One of my clients recently asked me for some advice about preparing healthy meals for one. I’ve been thinking about it a lot since our conversation and I reflected that it really doesn’t matter how many people you are preparing food for.

Your willpower is no match

for a poor food environment

From the moment we wake up till the moment we go to sleep we are constantly making decisions - we make 200 decisions about food each day, all of which are taxing our will power. If you have a goal of a more nourishing diet or the loss of unhealthy body fat, then you need to set up your food environment to support you. If you are surrounded by healthy food staples and if the foods that don’t serve your health aren’t in the cupboard, then there is no need to employ willpower and you can instead rely on habits. You don’t need willpower to brush your teeth in the morning, do you? It’s just a habit. Wouldn’t it be good if eating a nourishing breakfast, lunch and dinner felt like that too?

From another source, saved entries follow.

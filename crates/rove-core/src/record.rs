//! Relationship records — the unit of storage in both stores.
//!
//! A record describes one relationship instance: what is annotated, what it is
//! related to, who did it, and when. Records are plain data; all indexing is
//! done by [`crate::index::RelationIndex`].

use std::{collections::BTreeSet, fmt, str::FromStr};

use chrono::{DateTime, Utc};
use serde::{Deserialize, Serialize};
use uuid::Uuid;

use crate::index::{Indexed, ValueSet};

pub type TagId = String;
pub type SessionId = String;
pub type MessageId = String;

// ─── Identifiers ─────────────────────────────────────────────────────────────

/// Opaque record identifier. Generated once, never reused.
#[derive(
  Debug, Clone, Copy, PartialEq, Eq, Hash, PartialOrd, Ord, Serialize, Deserialize,
)]
#[serde(transparent)]
pub struct RecordId(Uuid);

impl RecordId {
  pub fn generate() -> Self { Self(Uuid::new_v4()) }

  pub fn as_uuid(&self) -> Uuid { self.0 }
}

impl From<Uuid> for RecordId {
  fn from(id: Uuid) -> Self { Self(id) }
}

impl fmt::Display for RecordId {
  fn fmt(&self, f: &mut fmt::Formatter<'_>) -> fmt::Result {
    self.0.hyphenated().fmt(f)
  }
}

impl FromStr for RecordId {
  type Err = uuid::Error;

  fn from_str(s: &str) -> Result<Self, Self::Err> { Ok(Self(Uuid::parse_str(s)?)) }
}

/// Composite identifier of the thing being annotated, conventionally
/// `"{entity_type}:{entity_id}"` (e.g. `post:42`, `photo:abc123`).
///
/// The engine treats it as an opaque string.
#[derive(
  Debug, Clone, PartialEq, Eq, Hash, PartialOrd, Ord, Default, Serialize, Deserialize,
)]
#[serde(transparent)]
pub struct SubjectKey(String);

impl SubjectKey {
  pub fn new(entity_type: &str, entity_id: &str) -> Self {
    Self(format!("{entity_type}:{entity_id}"))
  }

  pub fn as_str(&self) -> &str { &self.0 }

  pub fn entity_type(&self) -> Option<&str> {
    self.0.split_once(':').map(|(kind, _)| kind)
  }

  pub fn entity_id(&self) -> Option<&str> {
    self.0.split_once(':').map(|(_, id)| id)
  }
}

impl From<&str> for SubjectKey {
  fn from(s: &str) -> Self { Self(s.to_owned()) }
}

impl From<String> for SubjectKey {
  fn from(s: String) -> Self { Self(s) }
}

impl fmt::Display for SubjectKey {
  fn fmt(&self, f: &mut fmt::Formatter<'_>) -> fmt::Result { f.write_str(&self.0) }
}

// ─── Tag records ─────────────────────────────────────────────────────────────

/// Secondary indexes maintained over [`TagRecord`]s.
#[derive(Debug, Clone, Copy, PartialEq, Eq, Hash, strum::Display)]
#[strum(serialize_all = "snake_case")]
pub enum TagIndex {
  /// subject key → its single record (unique).
  Subject,
  /// tag id → every record carrying it (the inverted index).
  Tag,
}

/// One subject's theme tags. Exactly one record exists per subject; the record
/// is edited in place when the tag set changes.
#[derive(Debug, Clone, PartialEq, Eq, Serialize, Deserialize)]
pub struct TagRecord {
  pub id:          RecordId,
  pub subject_key: SubjectKey,
  pub tag_ids:     BTreeSet<TagId>,
  pub actor:       String,
  pub timestamp:   DateTime<Utc>,
}

impl Indexed for TagRecord {
  type Index = TagIndex;

  const INDEXES: &'static [TagIndex] = &[TagIndex::Subject, TagIndex::Tag];
  const UNIQUE: &'static [TagIndex] = &[TagIndex::Subject];

  fn id(&self) -> RecordId { self.id }

  fn timestamp(&self) -> DateTime<Utc> { self.timestamp }

  fn index_keys(&self, index: TagIndex) -> Vec<String> {
    match index {
      TagIndex::Subject => vec![self.subject_key.as_str().to_owned()],
      TagIndex::Tag => self.tag_ids.iter().cloned().collect(),
    }
  }

  fn validate(&self) -> Result<(), String> {
    if self.subject_key.as_str().trim().is_empty() {
      return Err("empty subject_key".into());
    }
    if self.tag_ids.is_empty() {
      return Err(format!("record for {} has no tags", self.subject_key));
    }
    if self.tag_ids.iter().any(|t| t.trim().is_empty()) {
      return Err(format!("record for {} has a blank tag id", self.subject_key));
    }
    Ok(())
  }
}

impl ValueSet for TagRecord {
  const SUBJECT_INDEX: TagIndex = TagIndex::Subject;
  const VALUE_INDEX: TagIndex = TagIndex::Tag;

  fn create(subject: SubjectKey, values: BTreeSet<String>, actor: &str) -> Self {
    Self {
      id:          RecordId::generate(),
      subject_key: subject,
      tag_ids:     values,
      actor:       actor.to_owned(),
      timestamp:   Utc::now(),
    }
  }

  fn subject_key(&self) -> &SubjectKey { &self.subject_key }

  fn values(&self) -> &BTreeSet<String> { &self.tag_ids }

  fn values_mut(&mut self) -> &mut BTreeSet<String> { &mut self.tag_ids }

  fn actor(&self) -> &str { &self.actor }

  fn touch(&mut self, actor: &str) {
    actor.clone_into(&mut self.actor);
    self.timestamp = Utc::now();
  }
}

// ─── Link records ────────────────────────────────────────────────────────────

/// Secondary indexes maintained over [`LinkRecord`]s.
#[derive(Debug, Clone, Copy, PartialEq, Eq, Hash, strum::Display)]
#[strum(serialize_all = "snake_case")]
pub enum LinkIndex {
  Session,
  /// `"{content_type}:{content_id}"` → links pointing at that content.
  Content,
  /// message id → the single link it originated (unique).
  Message,
}

/// A conversation session attached to a piece of content, originating from
/// one message. Links are never edited: they are removed and re-created.
#[derive(Debug, Clone, PartialEq, Eq, Serialize, Deserialize)]
pub struct LinkRecord {
  pub id:            RecordId,
  pub session_id:    SessionId,
  pub message_id:    MessageId,
  pub content_type:  String,
  pub content_id:    String,
  #[serde(default, skip_serializing_if = "Option::is_none")]
  pub content_title: Option<String>,
  pub actor:         String,
  pub timestamp:     DateTime<Utc>,
}

impl LinkRecord {
  /// Build a fresh record from caller input; assigns the id and timestamp.
  pub fn from_new(input: NewLink) -> Self {
    Self {
      id:            RecordId::generate(),
      session_id:    input.session_id,
      message_id:    input.message_id,
      content_type:  input.content_type,
      content_id:    input.content_id,
      content_title: input.content_title,
      actor:         input.actor,
      timestamp:     Utc::now(),
    }
  }

  pub fn content_key(&self) -> SubjectKey {
    SubjectKey::new(&self.content_type, &self.content_id)
  }
}

/// Key of the content index. The type is length-prefixed so that a `:` in
/// either part cannot make two different pieces of content share a key.
pub fn content_index_key(content_type: &str, content_id: &str) -> String {
  format!("{}:{content_type}:{content_id}", content_type.len())
}

impl Indexed for LinkRecord {
  type Index = LinkIndex;

  const INDEXES: &'static [LinkIndex] =
    &[LinkIndex::Session, LinkIndex::Content, LinkIndex::Message];
  const UNIQUE: &'static [LinkIndex] = &[LinkIndex::Message];

  fn id(&self) -> RecordId { self.id }

  fn timestamp(&self) -> DateTime<Utc> { self.timestamp }

  fn index_keys(&self, index: LinkIndex) -> Vec<String> {
    match index {
      LinkIndex::Session => vec![self.session_id.clone()],
      LinkIndex::Content => vec![content_index_key(&self.content_type, &self.content_id)],
      LinkIndex::Message => vec![self.message_id.clone()],
    }
  }

  fn validate(&self) -> Result<(), String> {
    for (field, value) in [
      ("session_id", &self.session_id),
      ("message_id", &self.message_id),
      ("content_type", &self.content_type),
      ("content_id", &self.content_id),
    ] {
      if value.trim().is_empty() {
        return Err(format!("empty {field}"));
      }
    }
    Ok(())
  }
}

/// Input to [`crate::links::LinkStore::add_link`]. The id and timestamp are
/// always assigned by the store.
#[derive(Debug, Clone)]
pub struct NewLink {
  pub session_id:    SessionId,
  pub message_id:    MessageId,
  pub content_type:  String,
  pub content_id:    String,
  pub content_title: Option<String>,
  pub actor:         String,
}

impl NewLink {
  /// Convenience constructor with no content title.
  pub fn new(
    session_id: impl Into<SessionId>,
    message_id: impl Into<MessageId>,
    content_type: impl Into<String>,
    content_id: impl Into<String>,
    actor: impl Into<String>,
  ) -> Self {
    Self {
      session_id:    session_id.into(),
      message_id:    message_id.into(),
      content_type:  content_type.into(),
      content_id:    content_id.into(),
      content_title: None,
      actor:         actor.into(),
    }
  }

  pub fn with_title(mut self, title: impl Into<String>) -> Self {
    self.content_title = Some(title.into());
    self
  }
}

Stock your pantry with healthy ingredients

As part of setting up a healthy food environment, remove the ultra-processed foods such as commercially made biscuits and cakes, chips, lollies, chocolate, sugary breakfast cereals , ice-cream and soft drinks.

Once your pantry is stocked with a few food staples, it is really easy to throw together a quick and nutritious meal. Nutritionally, the two main things that tend to be missing from quick meals is a good source of protein and vegetables. Keeping a supply of tinned fish, tinned legumes or a few eggs on hand will ensure that you always have a couple of protein-rich options ready to go. Tinned tomatoes and frozen vegetables also keep for many months and can be incorporated into many dishes.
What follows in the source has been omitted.